--- The task ---
Within the entries below, the lines from the one with "#[arg(short, long, value_parser" through the one with "a configured list" are to be set down exactly, both ends kept.
(Provided material Opens)
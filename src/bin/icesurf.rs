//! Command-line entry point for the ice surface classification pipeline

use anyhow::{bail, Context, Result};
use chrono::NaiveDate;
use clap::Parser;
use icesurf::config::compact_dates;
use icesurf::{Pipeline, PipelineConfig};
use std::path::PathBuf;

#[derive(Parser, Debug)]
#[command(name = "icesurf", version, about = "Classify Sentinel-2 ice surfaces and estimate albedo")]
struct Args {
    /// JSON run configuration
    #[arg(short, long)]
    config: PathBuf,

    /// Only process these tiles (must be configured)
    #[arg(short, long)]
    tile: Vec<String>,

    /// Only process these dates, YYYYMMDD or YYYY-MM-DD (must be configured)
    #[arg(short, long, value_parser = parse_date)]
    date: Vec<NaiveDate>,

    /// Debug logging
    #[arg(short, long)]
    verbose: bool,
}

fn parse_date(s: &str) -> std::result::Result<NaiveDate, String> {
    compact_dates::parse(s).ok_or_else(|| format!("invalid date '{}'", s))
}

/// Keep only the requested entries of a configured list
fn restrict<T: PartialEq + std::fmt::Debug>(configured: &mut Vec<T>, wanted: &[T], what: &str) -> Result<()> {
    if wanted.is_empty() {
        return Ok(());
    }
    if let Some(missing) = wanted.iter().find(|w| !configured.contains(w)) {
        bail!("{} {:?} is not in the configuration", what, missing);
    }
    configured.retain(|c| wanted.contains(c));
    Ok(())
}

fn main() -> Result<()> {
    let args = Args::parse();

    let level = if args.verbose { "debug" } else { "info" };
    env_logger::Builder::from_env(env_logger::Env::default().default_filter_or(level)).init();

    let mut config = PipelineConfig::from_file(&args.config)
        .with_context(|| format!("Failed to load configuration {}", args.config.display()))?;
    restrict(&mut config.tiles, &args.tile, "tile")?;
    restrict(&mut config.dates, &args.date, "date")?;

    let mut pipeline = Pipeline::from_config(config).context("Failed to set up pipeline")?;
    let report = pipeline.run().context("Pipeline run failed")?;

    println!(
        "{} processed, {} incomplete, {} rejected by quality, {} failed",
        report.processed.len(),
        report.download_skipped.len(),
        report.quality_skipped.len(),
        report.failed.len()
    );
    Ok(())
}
(Provided material Closes)
--- Exercise solution ---
    #[arg(short, long, value_parser = parse_date)]
    date: Vec<NaiveDate>,

    /// Debug logging
    #[arg(short, long)]
    verbose: bool,
}

fn parse_date(s: &str) -> std::result::Result<NaiveDate, String> {
    compact_dates::parse(s).ok_or_else(|| format!("invalid date '{}'", s))
}

/// Keep only the requested entries of a configured list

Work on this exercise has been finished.